1956 · Sweden
Matts Leiderstam is an established contemporary visual artist, who was born in Sweden, like other well-known artists such as Margareta Bergman, Michael Richter, Kristoffer Nilson, Humlan Lange, and Alexander Gutke. Matts Leiderstam was born in 1956.
Galleries and Exhibitions
Matts Leiderstam is represented and exhibited by two galleries, which are Wilfried Lentz Rotterdam in the Netherlands and Andréhn-Schiptjenko in Sweden. Matts Leiderstam's work has most recently been exhibited at Hopstreet in Brussels (11 May 2019 until 05 July 2019) with the exhibition VISIBLE – INVISIBLE. Matts Leiderstam's other most recent exhibitions recorded on Artland include the exhibitions; Contemporary Obsessions (07 November 2019 - 19 December 2019) at Galleri Bo Bjerggaard in Denmark and Media fragments and Landscapes (07 February 2018 - 08 April 2018) at Wilfried Lentz Rotterdam in the Netherlands. Matts Leiderstam's first recorded exhibition in Artland's database was called Panels and took place at Wilfried Lentz Rotterdam in the Netherlands from the 11 November 2017 to 21 January 2018.

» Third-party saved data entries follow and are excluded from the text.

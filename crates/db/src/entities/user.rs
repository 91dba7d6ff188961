//! User entity.

use sea_orm::entity::prelude::*;
use serde::{Deserialize, Serialize};

#[derive(Clone, Debug, PartialEq, Eq, DeriveEntityModel, Serialize, Deserialize)]
#[sea_orm(table_name = "user")]
pub struct Model {
    #[sea_orm(primary_key, auto_increment = false)]
    pub id: i64,

    #[sea_orm(unique)]
    pub username: String,

    pub username_lower: String,

    /// Bearer token
    #[sea_orm(unique)]
    #[serde(skip_serializing)]
    pub token: String,

    pub created_at: DateTimeWithTimeZone,
}

#[derive(Copy, Clone, Debug, EnumIter, DeriveRelation)]
pub enum Relation {
    #[sea_orm(has_many = "super::post::Entity")]
    Post,
}

impl Related<super::post::Entity> for Entity {
    fn to() -> RelationDef {
        Relation::Post.def()
    }
}

impl ActiveModelBehavior for ActiveModel {}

Further Biographical Context for Matts Leiderstam
Matts Leiderstam was born in 1956 and was primarily inspired by the 1970s. The art sphere of the 1970s was epitomized by a wish to evolve and strengthen itself, as a reaction to the many conflicts of the previous decade. One of the most central movement of the 1970s was Conceptualism, which emerged as an offshoot of Minimalism, while the experimental, creative journey of Process art materialized by combining essential aspects of Conceptualism with further reflections on art itself. The earliest ideas of environmentalism bounced from Land Art, which took art into earth itself, carving the land and bringing art to the outdoors. For the first time since the regression of Abstract Expressionism, Expressive figure painting slowly resurfaced and regained its prominence, predominantly in Germany through the works of world renowned figures Gerhard Richter, Anselm Kiefer and Georg Baselitz. The city of New York persisted as the most prominent artistic hub of the decade, with global artists drifting through the downtown scene, visiting bars and art galleries, consolidating the idea of New York City as a cosmopolitan and sophisticated cultural capital. A few noteworthy international movements that defined the decade include photorealism, which was initially introduced in the 1960s and reached commercial and critical success in the 1970s, as well as feminism which deeply influenced the visual culture.